- _Exercise brief_
All of the entries need to be set down exactly as they read.
(Data for this exercise)
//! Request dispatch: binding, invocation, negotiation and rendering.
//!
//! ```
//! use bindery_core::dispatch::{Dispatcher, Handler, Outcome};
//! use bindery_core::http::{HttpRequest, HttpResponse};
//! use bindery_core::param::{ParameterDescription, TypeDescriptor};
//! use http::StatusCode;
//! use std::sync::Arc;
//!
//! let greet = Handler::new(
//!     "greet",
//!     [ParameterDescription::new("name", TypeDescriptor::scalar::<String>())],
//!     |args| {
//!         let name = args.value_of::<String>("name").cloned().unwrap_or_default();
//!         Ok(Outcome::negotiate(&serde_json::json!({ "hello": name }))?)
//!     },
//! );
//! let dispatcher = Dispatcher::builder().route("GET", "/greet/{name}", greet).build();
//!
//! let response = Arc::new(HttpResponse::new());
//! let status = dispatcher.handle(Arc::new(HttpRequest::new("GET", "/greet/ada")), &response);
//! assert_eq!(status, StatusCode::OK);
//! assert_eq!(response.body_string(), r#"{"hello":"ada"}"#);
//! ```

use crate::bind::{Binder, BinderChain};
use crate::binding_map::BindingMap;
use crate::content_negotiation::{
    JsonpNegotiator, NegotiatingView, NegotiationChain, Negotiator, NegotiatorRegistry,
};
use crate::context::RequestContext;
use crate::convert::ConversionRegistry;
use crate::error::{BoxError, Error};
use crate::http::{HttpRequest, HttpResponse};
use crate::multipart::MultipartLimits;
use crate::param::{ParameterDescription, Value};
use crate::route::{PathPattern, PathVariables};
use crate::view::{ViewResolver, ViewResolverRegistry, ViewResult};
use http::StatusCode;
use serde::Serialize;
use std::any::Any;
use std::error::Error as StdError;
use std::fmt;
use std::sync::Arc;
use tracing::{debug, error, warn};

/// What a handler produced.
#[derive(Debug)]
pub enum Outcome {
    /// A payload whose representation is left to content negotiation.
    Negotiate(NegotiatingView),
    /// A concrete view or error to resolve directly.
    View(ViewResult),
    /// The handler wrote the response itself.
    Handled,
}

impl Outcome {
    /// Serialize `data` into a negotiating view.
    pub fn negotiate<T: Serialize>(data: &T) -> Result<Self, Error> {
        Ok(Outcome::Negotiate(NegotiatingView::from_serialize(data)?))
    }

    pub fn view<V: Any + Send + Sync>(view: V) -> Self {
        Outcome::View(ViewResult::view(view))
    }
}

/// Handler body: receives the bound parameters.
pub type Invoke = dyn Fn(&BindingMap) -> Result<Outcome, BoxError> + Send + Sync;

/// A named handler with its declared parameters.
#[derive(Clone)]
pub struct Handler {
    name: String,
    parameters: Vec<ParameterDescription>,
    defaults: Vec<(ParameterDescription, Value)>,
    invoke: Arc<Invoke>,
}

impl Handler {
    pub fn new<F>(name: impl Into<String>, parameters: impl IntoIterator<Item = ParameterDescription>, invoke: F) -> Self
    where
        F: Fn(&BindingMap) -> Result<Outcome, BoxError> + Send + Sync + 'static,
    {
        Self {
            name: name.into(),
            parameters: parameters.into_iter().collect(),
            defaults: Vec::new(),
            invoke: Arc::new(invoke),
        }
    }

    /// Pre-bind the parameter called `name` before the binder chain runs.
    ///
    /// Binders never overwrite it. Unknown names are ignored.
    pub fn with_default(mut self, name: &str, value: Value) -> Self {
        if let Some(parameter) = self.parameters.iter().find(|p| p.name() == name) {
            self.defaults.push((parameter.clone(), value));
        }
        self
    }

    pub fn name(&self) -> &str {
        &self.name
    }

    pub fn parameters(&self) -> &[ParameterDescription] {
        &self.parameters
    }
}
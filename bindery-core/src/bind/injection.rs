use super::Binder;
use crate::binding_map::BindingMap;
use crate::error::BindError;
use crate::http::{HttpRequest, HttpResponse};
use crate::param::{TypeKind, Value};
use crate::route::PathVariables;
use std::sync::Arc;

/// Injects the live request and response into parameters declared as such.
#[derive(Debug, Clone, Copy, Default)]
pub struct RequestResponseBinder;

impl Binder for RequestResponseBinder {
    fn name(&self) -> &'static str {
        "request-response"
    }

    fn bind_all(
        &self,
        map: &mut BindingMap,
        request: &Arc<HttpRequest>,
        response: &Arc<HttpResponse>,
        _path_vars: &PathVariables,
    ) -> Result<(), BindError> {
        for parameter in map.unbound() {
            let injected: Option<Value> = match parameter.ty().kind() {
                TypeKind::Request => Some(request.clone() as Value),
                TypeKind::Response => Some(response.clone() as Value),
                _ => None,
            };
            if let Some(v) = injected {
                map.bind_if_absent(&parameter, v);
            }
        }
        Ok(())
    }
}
(End Data for this exercise)
- _Written solution_
//! Request dispatch: binding, invocation, negotiation and rendering.
//!
//! ```
//! use bindery_core::dispatch::{Dispatcher, Handler, Outcome};
//! use bindery_core::http::{HttpRequest, HttpResponse};
//! use bindery_core::param::{ParameterDescription, TypeDescriptor};
//! use http::StatusCode;
//! use std::sync::Arc;
//!
//! let greet = Handler::new(
//!     "greet",
//!     [ParameterDescription::new("name", TypeDescriptor::scalar::<String>())],
//!     |args| {
//!         let name = args.value_of::<String>("name").cloned().unwrap_or_default();
//!         Ok(Outcome::negotiate(&serde_json::json!({ "hello": name }))?)
//!     },
//! );
//! let dispatcher = Dispatcher::builder().route("GET", "/greet/{name}", greet).build();
//!
//! let response = Arc::new(HttpResponse::new());
//! let status = dispatcher.handle(Arc::new(HttpRequest::new("GET", "/greet/ada")), &response);
//! assert_eq!(status, StatusCode::OK);
//! assert_eq!(response.body_string(), r#"{"hello":"ada"}"#);
//! ```

use crate::bind::{Binder, BinderChain};
use crate::binding_map::BindingMap;
use crate::content_negotiation::{
    JsonpNegotiator, NegotiatingView, NegotiationChain, Negotiator, NegotiatorRegistry,
};
use crate::context::RequestContext;
use crate::convert::ConversionRegistry;
use crate::error::{BoxError, Error};
use crate::http::{HttpRequest, HttpResponse};
use crate::multipart::MultipartLimits;
use crate::param::{ParameterDescription, Value};
use crate::route::{PathPattern, PathVariables};
use crate::view::{ViewResolver, ViewResolverRegistry, ViewResult};
use http::StatusCode;
use serde::Serialize;
use std::any::Any;
use std::error::Error as StdError;
use std::fmt;
use std::sync::Arc;
use tracing::{debug, error, warn};

/// What a handler produced.
#[derive(Debug)]
pub enum Outcome {
    /// A payload whose representation is left to content negotiation.
    Negotiate(NegotiatingView),
    /// A concrete view or error to resolve directly.
    View(ViewResult),
    /// The handler wrote the response itself.
    Handled,
}

impl Outcome {
    /// Serialize `data` into a negotiating view.
    pub fn negotiate<T: Serialize>(data: &T) -> Result<Self, Error> {
        Ok(Outcome::Negotiate(NegotiatingView::from_serialize(data)?))
    }

    pub fn view<V: Any + Send + Sync>(view: V) -> Self {
        Outcome::View(ViewResult::view(view))
    }
}

/// Handler body: receives the bound parameters.
pub type Invoke = dyn Fn(&BindingMap) -> Result<Outcome, BoxError> + Send + Sync;

/// A named handler with its declared parameters.
#[derive(Clone)]
pub struct Handler {
    name: String,
    parameters: Vec<ParameterDescription>,
    defaults: Vec<(ParameterDescription, Value)>,
    invoke: Arc<Invoke>,
}

impl Handler {
    pub fn new<F>(name: impl Into<String>, parameters: impl IntoIterator<Item = ParameterDescription>, invoke: F) -> Self
    where
        F: Fn(&BindingMap) -> Result<Outcome, BoxError> + Send + Sync + 'static,
    {
        Self {
            name: name.into(),
            parameters: parameters.into_iter().collect(),
            defaults: Vec::new(),
            invoke: Arc::new(invoke),
        }
    }

    /// Pre-bind the parameter called `name` before the binder chain runs.
    ///
    /// Binders never overwrite it. Unknown names are ignored.
    pub fn with_default(mut self, name: &str, value: Value) -> Self {
        if let Some(parameter) = self.parameters.iter().find(|p| p.name() == name) {
            self.defaults.push((parameter.clone(), value));
        }
        self
    }

    pub fn name(&self) -> &str {
        &self.name
    }

    pub fn parameters(&self) -> &[ParameterDescription] {
        &self.parameters
    }
}
filename bindery-core/src/bind/injection.rs
use super::Binder;
use crate::binding_map::BindingMap;
use crate::error::BindError;
use crate::http::{HttpRequest, HttpResponse};
use crate::param::{TypeKind, Value};
use crate::route::PathVariables;
use std::sync::Arc;

/// Injects the live request and response into parameters declared as such.
#[derive(Debug, Clone, Copy, Default)]
pub struct RequestResponseBinder;

impl Binder for RequestResponseBinder {
    fn name(&self) -> &'static str {
        "request-response"
    }

    fn bind_all(
        &self,
        map: &mut BindingMap,
        request: &Arc<HttpRequest>,
        response: &Arc<HttpResponse>,
        _path_vars: &PathVariables,
    ) -> Result<(), BindError> {
        for parameter in map.unbound() {
            let injected: Option<Value> = match parameter.ty().kind() {
                TypeKind::Request => Some(request.clone() as Value),
                TypeKind::Response => Some(response.clone() as Value),
                _ => None,
            };
            if let Some(v) = injected {
                map.bind_if_absent(&parameter, v);
            }
        }
        Ok(())
    }
}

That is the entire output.